Der Trend für die Industrie in Nord-Westfalen geht damit in dieselbe Richtung wie die Zahlen des Statistischen Bundesamts zur Entwicklung der Wirtschaftstätigkeit in Deutschland. Danach ist das Bruttoinlandsprodukt (BIP) im zweiten Quartal um 0,2 Prozent gegenüber dem Vorquartal zurückgegangen.

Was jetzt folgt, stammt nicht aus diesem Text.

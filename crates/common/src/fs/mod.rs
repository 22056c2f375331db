mod paths;
mod safe_write;

pub use paths::safe_join;
pub use safe_write::{
    append_json_line, read_json_lines, set_dir_private, set_file_private, write_json_atomic,
};
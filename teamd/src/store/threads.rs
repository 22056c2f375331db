//! Durable discussion threads.
//!
//! Thread records live in one index file; messages are an append-only
//! line log per thread, read through the tolerant tail reader so a
//! crash-interrupted append never loses committed lines.

use std::fs;

use chrono::Utc;
use serde::{Deserialize, Serialize};
use tracing::info;
use uuid::Uuid;

use team_common::error::{StoreError, StoreResult};
use team_common::fs::{append_json_line, read_json_lines, write_json_atomic};
use team_common::types::{Thread, ThreadMessage};
use team_common::{valid_ident, SCHEMA_VERSION};

use super::Store;

#[derive(Debug, Clone, Default, Deserialize)]
#[serde(rename_all = "camelCase")]
pub struct StartThreadInput {
    #[serde(default)]
    pub title: String,
    #[serde(default)]
    pub participants: Vec<String>,
    #[serde(default)]
    pub task_id: Option<String>,
    #[serde(default)]
    pub originator: Option<String>,
}

#[derive(Debug, Clone, Serialize)]
#[serde(rename_all = "camelCase")]
pub struct ThreadTail {
    pub thread: Thread,
    pub messages: Vec<ThreadMessage>,
}

impl Store {
    fn read_thread_index(&self) -> StoreResult<Vec<Thread>> {
        let bytes = match fs::read(self.thread_index_path()) {
            Ok(bytes) => bytes,
            Err(err) if err.kind() == std::io::ErrorKind::NotFound => return Ok(Vec::new()),
            Err(err) => return Err(err.into()),
        };
        Ok(serde_json::from_slice(&bytes)?)
    }

    fn write_thread_index(&self, threads: &[Thread]) -> StoreResult<()> {
        write_json_atomic(&self.thread_index_path(), &threads)
    }

    pub fn read_thread(&self, thread_id: &str) -> StoreResult<Thread> {
        self.read_thread_index()?
            .into_iter()
            .find(|thread| thread.thread_id == thread_id)
            .ok_or_else(|| StoreError::ThreadNotFound(thread_id.to_string()))
    }

    fn next_thread_id(&self) -> StoreResult<String> {
        let max = self
            .read_thread_index()?
            .iter()
            .filter_map(|thread| Self::id_suffix(&thread.thread_id, "thread"))
            .max()
            .unwrap_or(0);
        Ok(format!("thread-{:04}", max + 1))
    }

    pub async fn start_thread(&self, input: StartThreadInput) -> StoreResult<Thread> {
        // Ordered unique participant set, originator first.
        let mut participants = Vec::new();
        let originator = input.originator.clone();
        for candidate in originator.iter().chain(input.participants.iter()) {
            if !valid_ident(candidate) {
                return Err(StoreError::InvalidAgentId(candidate.clone()));
            }
            if !participants.contains(candidate) {
                participants.push(candidate.clone());
            }
        }

        let _guard = self.lock_mutations().await;
        if let Some(task_id) = input.task_id.as_deref() {
            // Linked task must exist.
            self.read_task(task_id)?;
        }

        let now = Utc::now();
        let thread = Thread {
            schema_version: SCHEMA_VERSION,
            thread_id: self.next_thread_id()?,
            title: input.title,
            participants,
            task_id: input.task_id,
            created_at: now,
            updated_at: now,
        };

        let actor = originator.as_deref().unwrap_or("daemon");
        self.append_audit(
            "thread_started",
            actor,
            thread.task_id.as_deref(),
            Some(&thread.thread_id),
            serde_json::json!({ "title": thread.title }),
        )?;
        let mut index = self.read_thread_index()?;
        index.push(thread.clone());
        self.write_thread_index(&index)?;

        info!(thread_id = %thread.thread_id, "Thread started");
        Ok(thread)
    }

    pub async fn post_message(
        &self,
        thread_id: &str,
        agent_id: &str,
        body: &str,
    ) -> StoreResult<ThreadMessage> {
        if !valid_ident(agent_id) {
            return Err(StoreError::InvalidAgentId(agent_id.to_string()));
        }
        if body.trim().is_empty() {
            return Err(StoreError::InvalidThreadMessage("empty body".into()));
        }

        let _guard = self.lock_mutations().await;
        let mut index = self.read_thread_index()?;
        let Some(thread) = index
            .iter_mut()
            .find(|thread| thread.thread_id == thread_id)
        else {
            return Err(StoreError::ThreadNotFound(thread_id.to_string()));
        };

        let now = Utc::now();
        let message = ThreadMessage {
            schema_version: SCHEMA_VERSION,
            message_id: Uuid::new_v4().to_string(),
            thread_id: thread_id.to_string(),
            author: agent_id.to_string(),
            body: body.to_string(),
            created_at: now,
        };

        self.append_audit(
            "thread_message_posted",
            agent_id,
            None,
            Some(thread_id),
            serde_json::json!({ "messageId": message.message_id }),
        )?;
        append_json_line(&self.thread_log_path(thread_id), &message)?;
        thread.updated_at = now;
        let thread_snapshot = thread.clone();
        self.write_thread_index(&index)?;
        self.fan_out_thread_message(&thread_snapshot, &message)?;

        Ok(message)
    }

    /// The last `limit` committed messages, oldest first.
    pub fn read_thread_tail(&self, thread_id: &str, limit: usize) -> StoreResult<ThreadTail> {
        let thread = self.read_thread(thread_id)?;
        let mut messages: Vec<ThreadMessage> =
            read_json_lines(&self.thread_log_path(thread_id))?;
        if messages.len() > limit {
            messages.drain(..messages.len() - limit);
        }
        Ok(ThreadTail { thread, messages })
    }

    /// Case-insensitive title search.
    pub fn search_threads(&self, query: &str) -> StoreResult<Vec<Thread>> {
        let needle = query.to_lowercase();
        Ok(self
            .read_thread_index()?
            .into_iter()
            .filter(|thread| needle.is_empty() || thread.title.to_lowercase().contains(&needle))
            .collect())
    }

    pub async fn link_thread(&self, thread_id: &str, task_id: &str) -> StoreResult<Thread> {
        let _guard = self.lock_mutations().await;
        self.read_task(task_id)?;

        let mut index = self.read_thread_index()?;
        let Some(thread) = index
            .iter_mut()
            .find(|thread| thread.thread_id == thread_id)
        else {
            return Err(StoreError::ThreadNotFound(thread_id.to_string()));
        };

        thread.task_id = Some(task_id.to_string());
        thread.updated_at = Utc::now();
        let snapshot = thread.clone();

        self.append_audit(
            "thread_linked",
            "daemon",
            Some(task_id),
            Some(thread_id),
            serde_json::json!({}),
        )?;
        self.write_thread_index(&index)?;

        info!(thread_id = %thread_id, task_id = %task_id, "Thread linked to task");
        Ok(snapshot)
    }
}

„Die Stagnation der Wirtschaftstätigkeit kommt nicht unerwartet“, erklärt Bodo Risch (Bild), Stellvertretender Hauptgeschäftsführer der IHK Nord Westfalen. Sie bedeute auch eine konjunkturelle Normalisierung, da das erste Quartal durch den milden Winter mit einem Plus von 0,7 Prozent sehr gut ausgefallen war.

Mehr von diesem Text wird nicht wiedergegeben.